#### [Supplied records]
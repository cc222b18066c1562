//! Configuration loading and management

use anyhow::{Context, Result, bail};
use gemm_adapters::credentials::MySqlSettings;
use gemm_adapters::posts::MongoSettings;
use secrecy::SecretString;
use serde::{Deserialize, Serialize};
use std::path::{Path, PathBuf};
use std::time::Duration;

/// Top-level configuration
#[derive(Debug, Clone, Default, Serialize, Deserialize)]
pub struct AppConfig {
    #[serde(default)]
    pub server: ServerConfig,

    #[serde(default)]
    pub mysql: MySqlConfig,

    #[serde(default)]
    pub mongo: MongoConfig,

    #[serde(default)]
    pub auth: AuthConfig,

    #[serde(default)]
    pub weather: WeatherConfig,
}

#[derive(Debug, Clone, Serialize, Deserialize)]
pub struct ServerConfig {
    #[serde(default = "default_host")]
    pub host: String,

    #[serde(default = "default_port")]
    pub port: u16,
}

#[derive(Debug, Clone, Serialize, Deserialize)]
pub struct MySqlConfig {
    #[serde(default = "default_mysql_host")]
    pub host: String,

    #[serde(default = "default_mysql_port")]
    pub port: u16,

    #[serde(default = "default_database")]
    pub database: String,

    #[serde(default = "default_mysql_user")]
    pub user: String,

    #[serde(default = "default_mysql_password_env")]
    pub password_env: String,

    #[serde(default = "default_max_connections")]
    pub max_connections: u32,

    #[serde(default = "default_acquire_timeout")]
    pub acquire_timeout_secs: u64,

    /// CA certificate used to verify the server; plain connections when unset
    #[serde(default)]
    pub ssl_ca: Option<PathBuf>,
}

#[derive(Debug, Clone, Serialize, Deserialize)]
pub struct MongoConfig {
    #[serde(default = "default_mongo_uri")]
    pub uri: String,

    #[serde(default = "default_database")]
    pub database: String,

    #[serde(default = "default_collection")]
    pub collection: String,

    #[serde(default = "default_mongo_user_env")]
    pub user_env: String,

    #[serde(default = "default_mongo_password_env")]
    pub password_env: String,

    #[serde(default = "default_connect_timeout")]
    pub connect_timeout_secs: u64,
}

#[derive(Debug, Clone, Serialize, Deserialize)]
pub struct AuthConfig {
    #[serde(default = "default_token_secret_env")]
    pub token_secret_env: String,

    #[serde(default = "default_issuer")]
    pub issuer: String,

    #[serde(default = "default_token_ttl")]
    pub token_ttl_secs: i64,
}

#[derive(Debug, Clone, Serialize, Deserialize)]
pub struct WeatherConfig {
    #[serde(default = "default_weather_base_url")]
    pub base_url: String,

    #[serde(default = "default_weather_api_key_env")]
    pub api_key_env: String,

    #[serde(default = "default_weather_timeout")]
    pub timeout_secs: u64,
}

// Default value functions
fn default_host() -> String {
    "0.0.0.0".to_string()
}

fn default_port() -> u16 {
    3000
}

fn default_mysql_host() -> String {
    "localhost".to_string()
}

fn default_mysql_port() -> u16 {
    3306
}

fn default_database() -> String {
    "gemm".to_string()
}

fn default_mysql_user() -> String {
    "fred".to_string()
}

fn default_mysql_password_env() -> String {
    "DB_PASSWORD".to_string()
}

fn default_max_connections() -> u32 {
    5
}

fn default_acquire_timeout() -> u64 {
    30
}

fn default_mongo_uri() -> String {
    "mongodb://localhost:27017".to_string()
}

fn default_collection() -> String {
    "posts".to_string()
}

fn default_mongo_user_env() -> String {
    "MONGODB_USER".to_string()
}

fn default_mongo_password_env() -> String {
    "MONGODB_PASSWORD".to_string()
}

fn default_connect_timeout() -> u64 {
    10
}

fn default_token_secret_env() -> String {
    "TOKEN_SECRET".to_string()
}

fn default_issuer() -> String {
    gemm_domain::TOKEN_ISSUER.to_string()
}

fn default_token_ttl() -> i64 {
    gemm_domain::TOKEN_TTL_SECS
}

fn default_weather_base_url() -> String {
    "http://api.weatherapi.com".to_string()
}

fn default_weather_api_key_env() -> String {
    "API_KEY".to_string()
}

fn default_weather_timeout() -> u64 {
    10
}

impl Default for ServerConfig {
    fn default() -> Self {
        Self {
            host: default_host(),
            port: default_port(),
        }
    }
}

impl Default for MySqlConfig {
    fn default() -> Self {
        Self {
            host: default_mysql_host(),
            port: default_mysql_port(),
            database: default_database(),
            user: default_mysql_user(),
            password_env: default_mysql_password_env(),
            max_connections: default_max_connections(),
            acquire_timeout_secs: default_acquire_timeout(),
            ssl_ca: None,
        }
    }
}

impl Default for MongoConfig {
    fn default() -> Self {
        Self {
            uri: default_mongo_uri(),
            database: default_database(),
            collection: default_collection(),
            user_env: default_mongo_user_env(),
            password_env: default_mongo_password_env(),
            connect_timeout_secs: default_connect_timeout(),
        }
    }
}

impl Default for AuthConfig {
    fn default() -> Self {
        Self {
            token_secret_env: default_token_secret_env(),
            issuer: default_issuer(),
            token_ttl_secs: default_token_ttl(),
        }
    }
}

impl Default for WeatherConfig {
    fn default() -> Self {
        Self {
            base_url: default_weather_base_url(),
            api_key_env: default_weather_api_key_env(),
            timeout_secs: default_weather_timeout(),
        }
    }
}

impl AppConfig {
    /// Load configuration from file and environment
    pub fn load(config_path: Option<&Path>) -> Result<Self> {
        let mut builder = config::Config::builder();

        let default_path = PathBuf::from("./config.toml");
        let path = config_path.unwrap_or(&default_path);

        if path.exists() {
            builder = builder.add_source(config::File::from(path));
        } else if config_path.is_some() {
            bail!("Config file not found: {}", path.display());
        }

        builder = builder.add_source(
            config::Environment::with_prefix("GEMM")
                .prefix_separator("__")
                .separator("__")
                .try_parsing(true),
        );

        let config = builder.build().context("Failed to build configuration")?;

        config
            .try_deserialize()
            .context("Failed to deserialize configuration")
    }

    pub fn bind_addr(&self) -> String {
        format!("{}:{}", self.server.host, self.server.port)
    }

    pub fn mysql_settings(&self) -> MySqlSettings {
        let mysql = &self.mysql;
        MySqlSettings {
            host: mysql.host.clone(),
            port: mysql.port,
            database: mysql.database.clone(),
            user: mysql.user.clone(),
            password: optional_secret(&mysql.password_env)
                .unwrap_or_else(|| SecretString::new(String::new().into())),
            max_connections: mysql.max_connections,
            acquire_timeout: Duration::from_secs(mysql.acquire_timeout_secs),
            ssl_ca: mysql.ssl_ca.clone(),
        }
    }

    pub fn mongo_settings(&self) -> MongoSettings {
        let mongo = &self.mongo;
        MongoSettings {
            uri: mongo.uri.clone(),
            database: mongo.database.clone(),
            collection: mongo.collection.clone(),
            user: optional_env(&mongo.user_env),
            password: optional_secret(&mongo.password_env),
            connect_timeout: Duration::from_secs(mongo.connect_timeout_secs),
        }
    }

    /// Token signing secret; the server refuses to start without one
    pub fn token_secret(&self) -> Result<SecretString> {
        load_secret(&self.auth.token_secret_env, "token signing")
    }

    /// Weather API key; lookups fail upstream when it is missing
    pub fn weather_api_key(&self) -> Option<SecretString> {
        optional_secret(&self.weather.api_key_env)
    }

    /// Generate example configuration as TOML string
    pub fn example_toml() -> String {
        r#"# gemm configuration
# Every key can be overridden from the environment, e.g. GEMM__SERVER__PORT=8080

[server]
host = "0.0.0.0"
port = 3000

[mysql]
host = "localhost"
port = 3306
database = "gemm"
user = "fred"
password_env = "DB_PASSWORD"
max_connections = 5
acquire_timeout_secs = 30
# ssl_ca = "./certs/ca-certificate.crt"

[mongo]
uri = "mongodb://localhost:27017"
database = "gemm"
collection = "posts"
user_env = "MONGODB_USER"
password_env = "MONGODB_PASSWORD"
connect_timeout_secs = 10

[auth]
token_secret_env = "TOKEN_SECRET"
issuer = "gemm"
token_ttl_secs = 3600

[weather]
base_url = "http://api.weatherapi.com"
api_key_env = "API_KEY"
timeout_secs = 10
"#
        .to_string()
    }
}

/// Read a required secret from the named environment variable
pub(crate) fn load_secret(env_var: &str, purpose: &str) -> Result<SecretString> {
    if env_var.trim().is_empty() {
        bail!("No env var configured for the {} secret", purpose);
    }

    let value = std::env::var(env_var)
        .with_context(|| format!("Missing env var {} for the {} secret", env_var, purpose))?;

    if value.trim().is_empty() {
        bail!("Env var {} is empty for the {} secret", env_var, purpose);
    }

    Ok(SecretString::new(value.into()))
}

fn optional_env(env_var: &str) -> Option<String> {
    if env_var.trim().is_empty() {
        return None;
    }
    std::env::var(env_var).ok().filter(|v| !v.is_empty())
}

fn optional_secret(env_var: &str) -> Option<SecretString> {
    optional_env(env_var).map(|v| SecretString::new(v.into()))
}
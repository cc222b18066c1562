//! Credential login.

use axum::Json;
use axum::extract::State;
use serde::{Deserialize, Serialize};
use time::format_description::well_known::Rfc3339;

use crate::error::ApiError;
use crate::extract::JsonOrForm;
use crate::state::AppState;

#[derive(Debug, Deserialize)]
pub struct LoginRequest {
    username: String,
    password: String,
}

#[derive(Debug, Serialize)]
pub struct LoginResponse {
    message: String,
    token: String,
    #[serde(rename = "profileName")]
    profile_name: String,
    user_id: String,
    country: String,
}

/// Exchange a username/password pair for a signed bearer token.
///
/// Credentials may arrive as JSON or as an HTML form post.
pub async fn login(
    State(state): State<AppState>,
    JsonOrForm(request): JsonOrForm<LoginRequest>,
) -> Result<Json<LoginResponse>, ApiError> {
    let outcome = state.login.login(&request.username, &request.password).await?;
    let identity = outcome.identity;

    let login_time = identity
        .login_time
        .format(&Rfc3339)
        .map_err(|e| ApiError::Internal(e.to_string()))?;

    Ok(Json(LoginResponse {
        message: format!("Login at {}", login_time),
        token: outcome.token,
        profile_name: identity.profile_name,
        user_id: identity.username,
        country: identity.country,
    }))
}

---

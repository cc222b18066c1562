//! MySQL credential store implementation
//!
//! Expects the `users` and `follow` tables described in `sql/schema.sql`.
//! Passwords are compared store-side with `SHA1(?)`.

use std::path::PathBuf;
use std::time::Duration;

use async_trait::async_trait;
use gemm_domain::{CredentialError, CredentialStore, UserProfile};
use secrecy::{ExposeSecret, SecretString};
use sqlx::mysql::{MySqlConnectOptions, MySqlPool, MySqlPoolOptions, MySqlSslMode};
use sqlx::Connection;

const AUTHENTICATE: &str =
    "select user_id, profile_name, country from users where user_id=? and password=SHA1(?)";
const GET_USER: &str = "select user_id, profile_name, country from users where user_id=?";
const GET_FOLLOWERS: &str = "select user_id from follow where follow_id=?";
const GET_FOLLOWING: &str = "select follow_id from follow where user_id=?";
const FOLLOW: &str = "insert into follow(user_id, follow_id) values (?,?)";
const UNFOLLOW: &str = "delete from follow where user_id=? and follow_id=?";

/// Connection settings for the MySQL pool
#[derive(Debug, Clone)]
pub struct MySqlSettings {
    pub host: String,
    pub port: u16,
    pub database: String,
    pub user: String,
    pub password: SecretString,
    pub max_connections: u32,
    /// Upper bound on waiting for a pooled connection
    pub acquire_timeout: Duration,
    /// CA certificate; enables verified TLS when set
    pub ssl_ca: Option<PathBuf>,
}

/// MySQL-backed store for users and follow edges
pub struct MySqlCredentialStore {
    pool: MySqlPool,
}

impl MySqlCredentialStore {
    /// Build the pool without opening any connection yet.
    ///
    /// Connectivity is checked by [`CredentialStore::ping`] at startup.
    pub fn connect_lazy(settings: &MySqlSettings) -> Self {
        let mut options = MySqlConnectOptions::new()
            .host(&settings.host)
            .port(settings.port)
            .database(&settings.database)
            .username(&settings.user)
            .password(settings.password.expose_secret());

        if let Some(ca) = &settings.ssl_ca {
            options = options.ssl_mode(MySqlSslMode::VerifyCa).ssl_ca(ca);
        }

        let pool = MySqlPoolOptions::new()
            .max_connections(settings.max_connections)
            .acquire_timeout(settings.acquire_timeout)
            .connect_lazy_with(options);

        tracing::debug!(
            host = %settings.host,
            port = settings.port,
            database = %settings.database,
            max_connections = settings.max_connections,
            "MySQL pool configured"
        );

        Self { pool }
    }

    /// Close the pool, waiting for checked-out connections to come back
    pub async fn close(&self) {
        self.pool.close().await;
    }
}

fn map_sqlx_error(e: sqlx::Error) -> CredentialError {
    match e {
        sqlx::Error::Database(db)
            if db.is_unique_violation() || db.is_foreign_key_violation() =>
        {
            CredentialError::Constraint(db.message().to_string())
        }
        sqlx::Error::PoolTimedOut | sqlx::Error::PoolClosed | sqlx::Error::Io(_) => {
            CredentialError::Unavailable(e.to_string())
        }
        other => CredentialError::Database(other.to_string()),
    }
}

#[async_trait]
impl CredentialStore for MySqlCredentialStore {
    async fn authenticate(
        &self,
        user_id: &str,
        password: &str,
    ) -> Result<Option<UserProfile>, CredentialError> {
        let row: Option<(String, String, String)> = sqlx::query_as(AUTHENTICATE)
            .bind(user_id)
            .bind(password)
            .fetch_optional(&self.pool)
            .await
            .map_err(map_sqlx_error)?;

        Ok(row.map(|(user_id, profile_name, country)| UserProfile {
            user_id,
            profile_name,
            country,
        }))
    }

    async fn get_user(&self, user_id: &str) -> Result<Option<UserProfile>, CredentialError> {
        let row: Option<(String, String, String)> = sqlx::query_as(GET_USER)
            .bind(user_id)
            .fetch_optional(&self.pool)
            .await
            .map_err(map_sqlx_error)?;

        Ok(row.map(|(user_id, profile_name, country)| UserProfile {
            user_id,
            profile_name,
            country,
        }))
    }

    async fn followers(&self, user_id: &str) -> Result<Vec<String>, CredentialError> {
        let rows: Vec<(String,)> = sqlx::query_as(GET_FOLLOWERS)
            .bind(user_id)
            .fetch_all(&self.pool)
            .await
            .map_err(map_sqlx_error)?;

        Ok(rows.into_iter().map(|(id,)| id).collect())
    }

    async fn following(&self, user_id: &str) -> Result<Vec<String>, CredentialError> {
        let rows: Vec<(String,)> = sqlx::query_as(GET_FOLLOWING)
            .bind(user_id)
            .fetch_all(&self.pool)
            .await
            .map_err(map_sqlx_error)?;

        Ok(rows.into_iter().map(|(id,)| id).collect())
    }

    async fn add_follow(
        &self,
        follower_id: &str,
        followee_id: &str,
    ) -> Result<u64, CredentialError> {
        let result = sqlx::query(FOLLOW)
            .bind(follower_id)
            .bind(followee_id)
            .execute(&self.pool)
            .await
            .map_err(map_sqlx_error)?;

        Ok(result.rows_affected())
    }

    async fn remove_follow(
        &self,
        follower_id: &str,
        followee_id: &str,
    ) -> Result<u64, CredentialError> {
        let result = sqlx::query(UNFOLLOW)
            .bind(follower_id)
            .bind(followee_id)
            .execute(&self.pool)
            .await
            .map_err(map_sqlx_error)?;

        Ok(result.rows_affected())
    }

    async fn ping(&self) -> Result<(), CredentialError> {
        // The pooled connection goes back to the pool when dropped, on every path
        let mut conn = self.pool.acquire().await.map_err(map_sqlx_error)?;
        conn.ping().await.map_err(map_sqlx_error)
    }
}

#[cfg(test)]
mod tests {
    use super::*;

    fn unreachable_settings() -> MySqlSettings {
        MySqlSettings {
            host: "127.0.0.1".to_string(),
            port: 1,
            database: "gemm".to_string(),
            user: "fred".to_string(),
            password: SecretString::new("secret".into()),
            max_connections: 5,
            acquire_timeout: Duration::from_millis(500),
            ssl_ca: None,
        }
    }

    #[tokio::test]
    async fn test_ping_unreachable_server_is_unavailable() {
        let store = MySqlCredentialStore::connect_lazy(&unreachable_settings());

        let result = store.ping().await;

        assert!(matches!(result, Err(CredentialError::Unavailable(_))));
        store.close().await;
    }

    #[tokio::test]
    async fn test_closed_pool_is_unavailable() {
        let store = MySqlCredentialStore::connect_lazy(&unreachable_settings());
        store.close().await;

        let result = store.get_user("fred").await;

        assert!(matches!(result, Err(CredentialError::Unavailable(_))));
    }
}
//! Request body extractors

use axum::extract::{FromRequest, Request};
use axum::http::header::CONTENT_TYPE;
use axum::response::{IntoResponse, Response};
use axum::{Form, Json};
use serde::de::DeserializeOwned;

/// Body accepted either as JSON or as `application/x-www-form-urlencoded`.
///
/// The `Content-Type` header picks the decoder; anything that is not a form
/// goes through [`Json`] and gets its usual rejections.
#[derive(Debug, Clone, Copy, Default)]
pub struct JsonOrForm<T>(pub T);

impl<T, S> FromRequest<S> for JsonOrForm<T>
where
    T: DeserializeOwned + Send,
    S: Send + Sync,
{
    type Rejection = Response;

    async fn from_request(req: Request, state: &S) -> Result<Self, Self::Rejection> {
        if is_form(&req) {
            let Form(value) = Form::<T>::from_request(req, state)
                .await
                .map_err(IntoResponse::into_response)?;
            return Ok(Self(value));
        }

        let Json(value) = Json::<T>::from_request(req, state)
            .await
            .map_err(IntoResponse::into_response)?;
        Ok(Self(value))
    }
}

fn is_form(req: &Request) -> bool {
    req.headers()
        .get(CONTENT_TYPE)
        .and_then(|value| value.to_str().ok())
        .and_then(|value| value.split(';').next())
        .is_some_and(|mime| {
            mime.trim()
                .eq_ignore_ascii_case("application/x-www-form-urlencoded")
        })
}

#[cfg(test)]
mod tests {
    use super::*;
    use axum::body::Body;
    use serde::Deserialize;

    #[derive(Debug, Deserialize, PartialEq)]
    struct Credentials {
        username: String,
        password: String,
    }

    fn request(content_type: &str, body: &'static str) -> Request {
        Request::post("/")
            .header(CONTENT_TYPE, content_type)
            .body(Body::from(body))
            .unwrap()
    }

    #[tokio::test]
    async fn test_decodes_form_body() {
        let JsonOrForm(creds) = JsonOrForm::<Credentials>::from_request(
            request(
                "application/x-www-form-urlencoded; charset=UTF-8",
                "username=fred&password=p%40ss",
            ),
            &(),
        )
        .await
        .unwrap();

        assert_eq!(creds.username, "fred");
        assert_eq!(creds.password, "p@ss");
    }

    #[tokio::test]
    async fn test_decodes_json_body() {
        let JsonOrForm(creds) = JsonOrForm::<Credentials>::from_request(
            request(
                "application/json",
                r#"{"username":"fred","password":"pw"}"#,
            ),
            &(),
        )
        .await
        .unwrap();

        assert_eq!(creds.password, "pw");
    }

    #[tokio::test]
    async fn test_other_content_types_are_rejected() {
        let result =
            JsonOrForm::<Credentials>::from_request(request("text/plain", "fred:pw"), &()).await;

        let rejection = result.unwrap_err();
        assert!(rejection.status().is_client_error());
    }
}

#### [Work required]
Scan the material above for the string "SecretString", and copy every line where it is found.

#### [Answer for the task]
use secrecy::SecretString;
                .unwrap_or_else(|| SecretString::new(String::new().into())),
    pub fn token_secret(&self) -> Result<SecretString> {
    pub fn weather_api_key(&self) -> Option<SecretString> {
pub(crate) fn load_secret(env_var: &str, purpose: &str) -> Result<SecretString> {
    Ok(SecretString::new(value.into()))
fn optional_secret(env_var: &str) -> Option<SecretString> {
    optional_env(env_var).map(|v| SecretString::new(v.into()))
use secrecy::{ExposeSecret, SecretString};
    pub password: SecretString,
            password: SecretString::new("secret".into()),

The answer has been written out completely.